🤖 AI Summary
Despite their cost-efficiency and reduced bias, robot advisors (RAs) suffer from low user adoption, primarily due to ambiguous role perception and unclear mechanisms for integrating algorithmic advice.
Method: This study employs a multi-stage mixed-methods approach (N=334 behavioral experiments, thematic analysis, and quantitative validation) to systematically examine how information presentation formats and performance framing influence user reliance on RAs.
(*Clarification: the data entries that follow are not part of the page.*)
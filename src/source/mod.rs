//! Demand time series input.

pub mod demand;

pub use demand::{DemandFormat, DemandPoint, load_demand, parse_demand, sniff_format};
//! Field-level parsing and formatting shared by every delimited-text format.
//!
//! Numbers are locale-invariant (`.` decimal separator, no grouping) and are
//! written with the shortest representation that parses back to the same
//! `f64`. Timestamps are always written as `YYYY-MM-DD HH:MM:SS`, followed by
//! fractional seconds only when they are non-zero.

use chrono::{NaiveDate, NaiveDateTime};

/// Output form of every timestamp this crate writes.
pub const TIMESTAMP_FORMAT: &str = "%Y-%m-%d %H:%M:%S%.f";

/// Accepted date-time input forms, tried in order. Day-first precedes month-first.
const DATETIME_INPUT_FORMATS: &[&str] = &[
    "%Y-%m-%d %H:%M:%S%.f",
    "%Y-%m-%d %H:%M",
    "%Y-%m-%dT%H:%M:%S%.f",
    "%Y-%m-%dT%H:%M",
    "%d/%m/%Y %H:%M:%S",
    "%d/%m/%Y %H:%M",
    "%m/%d/%Y %H:%M:%S",
    "%m/%d/%Y %H:%M",
];

/// Parses a number, rejecting blanks, non-numeric text, and non-finite values.
pub fn parse_number(raw: &str) -> Option<f64> {
    let trimmed = raw.trim();
    if trimmed.is_empty() {
        return None;
    }
    trimmed.parse::<f64>().ok().filter(|v| v.is_finite())
}

/// "Parse or absent": a missing, blank, or non-numeric field yields `None`.
pub fn parse_optional(raw: Option<&str>) -> Option<f64> {
    raw.and_then(parse_number)
}

/// Renders an optional number, with absence as an empty field.
pub fn format_optional(value: Option<f64>) -> String {
    value.map(format_number).unwrap_or_default()
}

pub fn format_number(value: f64) -> String {
    value.to_string()
}

/// Parses a calendar date-time in any accepted input form.
///
/// A bare `YYYY-MM-DD` date is read as midnight.
pub fn parse_timestamp(raw: &str) -> Option<NaiveDateTime> {
    let trimmed = raw.trim();
    if trimmed.is_empty() {
        return None;
    }
    DATETIME_INPUT_FORMATS
        .iter()
        .find_map(|fmt| NaiveDateTime::parse_from_str(trimmed, fmt).ok())
        .or_else(|| {
            NaiveDate::parse_from_str(trimmed, "%Y-%m-%d")
                .ok()
                .and_then(|d| d.and_hms_opt(0, 0, 0))
        })
}

pub fn format_timestamp(time: &NaiveDateTime) -> String {
    time.format(TIMESTAMP_FORMAT).to_string()
}
use serde::Serialize;

/// How a unit interacts with the electricity grid.
#[derive(Debug, Clone, Copy, PartialEq, Serialize)]
#[serde(rename_all = "snake_case")]
pub enum ElectricRole {
    /// Co-generates electricity, up to the given capacity (MW, positive).
    Producer(f64),
    /// Draws electricity, up to the given magnitude (MW, positive), e.g. a heat pump.
    Consumer(f64),
    /// No electrical interaction.
    None,
}

/// A dispatchable heat source.
///
/// Optional factors stay `None` when the source leaves them blank. An unknown
/// CO₂ factor is only read as zero inside dispatch arithmetic; it is stored and
/// reloaded as unknown.
#[derive(Debug, Clone, PartialEq, Serialize)]
pub struct ProductionUnit {
    /// Identifier, expected unique within a catalog.
    pub name: String,
    /// Maximum heat output per timestep (MW).
    pub max_heat: f64,
    /// Cost per MWh of heat produced.
    pub production_cost: f64,
    /// Emission factor per MWh of heat (kg CO₂).
    pub co2_emission: Option<f64>,
    /// Gas consumption per MWh of heat (informational).
    pub gas_consumption: Option<f64>,
    /// Oil consumption per MWh of heat (informational).
    pub oil_consumption: Option<f64>,
    /// Signed electrical capacity (MW): positive produces, negative consumes.
    pub max_electricity: Option<f64>,
}

impl ProductionUnit {
    /// Creates a heat-only unit with every optional factor unknown.
    pub fn new(name: impl Into<String>, max_heat: f64, production_cost: f64) -> Self {
        Self {
            name: name.into(),
            max_heat,
            production_cost,
            co2_emission: None,
            gas_consumption: None,
            oil_consumption: None,
            max_electricity: None,
        }
    }

    pub fn with_co2(mut self, co2_emission: f64) -> Self {
        self.co2_emission = Some(co2_emission);
        self
    }

    pub fn with_gas(mut self, gas_consumption: f64) -> Self {
        self.gas_consumption = Some(gas_consumption);
        self
    }

    pub fn with_oil(mut self, oil_consumption: f64) -> Self {
        self.oil_consumption = Some(oil_consumption);
        self
    }

    pub fn with_electricity(mut self, max_electricity: f64) -> Self {
        self.max_electricity = Some(max_electricity);
        self
    }

    /// Emission factor with unknown read as zero, for arithmetic only.
    pub fn co2_or_zero(&self) -> f64 {
        self.co2_emission.unwrap_or(0.0)
    }

    pub fn electric_role(&self) -> ElectricRole {
        match self.max_electricity {
            Some(e) if e > 0.0 => ElectricRole::Producer(e),
            Some(e) if e < 0.0 => ElectricRole::Consumer(e.abs()),
            _ => ElectricRole::None,
        }
    }

    /// True when the unit co-generates electricity.
    pub fn produces_electricity(&self) -> bool {
        matches!(self.electric_role(), ElectricRole::Producer(_))
    }
}
//! Shared test fixtures for integration tests.

#![allow(dead_code)]

use std::fs;
use std::path::{Path, PathBuf};

use chrono::{NaiveDate, NaiveDateTime};
use heat_optimizer::assets::ProductionUnit;
use heat_optimizer::source::DemandPoint;

/// Catalog text with the five reference units (GB1, GB2, OB1, GM1, HP1).
pub const CATALOG_CSV: &str = "\
Name,MaxHeat,ProductionCost,CO2Emission,GasConsumption,OilConsumption,MaxElectricity
GB1,4.0,520,175,0.9,,
GB2,3.0,560,130,0.7,,
OB1,4.0,670,330,,1.5,
GM1,3.5,990,650,1.8,,2.6
HP1,6.0,60,,,,-6.0
";

/// The reference units, matching [`CATALOG_CSV`].
pub fn reference_catalog() -> Vec<ProductionUnit> {
    vec![
        ProductionUnit::new("GB1", 4.0, 520.0).with_co2(175.0).with_gas(0.9),
        ProductionUnit::new("GB2", 3.0, 560.0).with_co2(130.0).with_gas(0.7),
        ProductionUnit::new("OB1", 4.0, 670.0).with_co2(330.0).with_oil(1.5),
        ProductionUnit::new("GM1", 3.5, 990.0)
            .with_co2(650.0)
            .with_gas(1.8)
            .with_electricity(2.6),
        ProductionUnit::new("HP1", 6.0, 60.0).with_electricity(-6.0),
    ]
}

/// Hour `h` (0-based, may exceed 23) after midnight on 2024-01-08.
pub fn hour(h: u32) -> NaiveDateTime {
    NaiveDate::from_ymd_opt(2024, 1, 8)
        .and_then(|d| d.and_hms_opt(0, 0, 0))
        .map(|t| t + chrono::Duration::hours(i64::from(h)))
        .expect("valid test date")
}

/// One demand point per value, one hour apart.
pub fn hourly_demand(values: &[f64]) -> Vec<DemandPoint> {
    values
        .iter()
        .enumerate()
        .map(|(h, &d)| DemandPoint::new(hour(h as u32), d))
        .collect()
}

/// Writes a three-column demand file for `values`.
pub fn write_demand(path: &Path, values: &[f64]) {
    let mut text = String::from("Time,HeatDemand,ElectricityPrice\n");
    for (h, d) in values.iter().enumerate() {
        text.push_str(&format!("{},{d},1000\n", hour(h as u32).format("%Y-%m-%d %H:%M")));
    }
    fs::write(path, text).expect("write demand file");
}

/// Creates a data directory holding the reference catalog and a `winter.csv`.
pub fn data_dir(values: &[f64]) -> (tempfile::TempDir, PathBuf) {
    let dir = tempfile::tempdir().expect("temp dir");
    fs::write(dir.path().join("ProductionUnits.csv"), CATALOG_CSV).expect("write catalog");
    write_demand(&dir.path().join("winter.csv"), values);
    let path = dir.path().to_path_buf();
    (dir, path)
}

/// The sample data shipped with the crate.
pub fn shipped_data_dir() -> PathBuf {
    Path::new(env!("CARGO_MANIFEST_DIR")).join("data")
}
//! Picking and ordering the units that make up a scenario's fleet.

use std::cmp::Ordering;

use serde::Deserialize;
use tracing::warn;

use super::unit::ProductionUnit;

/// Display ordering for unit lists.
#[derive(Debug, Clone, Copy, PartialEq, Eq, Deserialize)]
#[serde(rename_all = "snake_case")]
pub enum SortKey {
    Name,
    ProductionCost,
    /// Ascending CO₂ factor, units with an unknown factor last.
    Co2Emission,
}

/// Keeps catalog units named in `names`, in catalog order.
///
/// An empty `names` keeps the whole catalog. Names that match no unit are logged.
pub fn select_units(catalog: &[ProductionUnit], names: &[String]) -> Vec<ProductionUnit> {
    if names.is_empty() {
        return catalog.to_vec();
    }

    for name in names {
        if !catalog.iter().any(|u| &u.name == name) {
            warn!(unit = %name, "selected unit is not in the catalog");
        }
    }

    catalog
        .iter()
        .filter(|u| names.contains(&u.name))
        .cloned()
        .collect()
}

/// Keeps only units that co-generate electricity.
pub fn electric_only(units: Vec<ProductionUnit>) -> Vec<ProductionUnit> {
    units
        .into_iter()
        .filter(ProductionUnit::produces_electricity)
        .collect()
}

/// Stable sort of `units` by `key`.
pub fn sort_units(units: &mut [ProductionUnit], key: SortKey) {
    match key {
        SortKey::Name => units.sort_by(|a, b| a.name.cmp(&b.name)),
        SortKey::ProductionCost => {
            units.sort_by(|a, b| a.production_cost.total_cmp(&b.production_cost));
        }
        SortKey::Co2Emission => units.sort_by(|a, b| cmp_known_first(a.co2_emission, b.co2_emission)),
    }
}

/// Orders known values ascending, with unknown values after all known ones.
pub(crate) fn cmp_known_first(a: Option<f64>, b: Option<f64>) -> Ordering {
    match (a, b) {
        (Some(x), Some(y)) => x.total_cmp(&y),
        (Some(_), None) => Ordering::Less,
        (None, Some(_)) => Ordering::Greater,
        (None, None) => Ordering::Equal,
    }
}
Contribution/Results: We propose a novel tripartite RA role taxonomy—tool, collaborator, and authority—and identify four distinct user archetypes, culminating in a dual-dimensional 2×2 “individual–algorithm” acceptance model. Results show that while users generally rely on RAs, reliance is significantly moderated by performance information salience and gain/loss framing of recommendations. Key antecedents of adoption—both individual (e.g., cognitive style, trust disposition) and algorithmic (e.g., transparency, explainability of performance)—are empirically identified, offering theoretical grounding and actionable design principles for human–algorithm collaborative decision-making.
📝 Abstract
Robo-advisors (RAs) are cost-effective, bias-resistant alternatives to human financial advisors, yet adoption remains limited. While prior research has examined user interactions with RAs, less is known about how individuals interpret RA roles and integrate their advice into decision-making. To address this gap, this study employs a multiphase mixed methods design integrating a behavioral experiment (N = 334), thematic analysis, and follow-up quantitative testing. Findings suggest that people tend to rely on RAs, with reliance shaped by information about RA performance and the framing of advice as gains or losses. Thematic analysis reveals three RA roles in decision-making and four user types, each reflecting distinct patterns of advice integration. In addition, a 2 x 2 typology categorizes antecedents of acceptance into enablers and inhibitors at both the individual and algorithmic levels. By combining behavioral, interpretive, and confirmatory evidence, this study advances understanding of human-RA collaboration and provides actionable insights for designing more trustworthy and adaptive RA systems.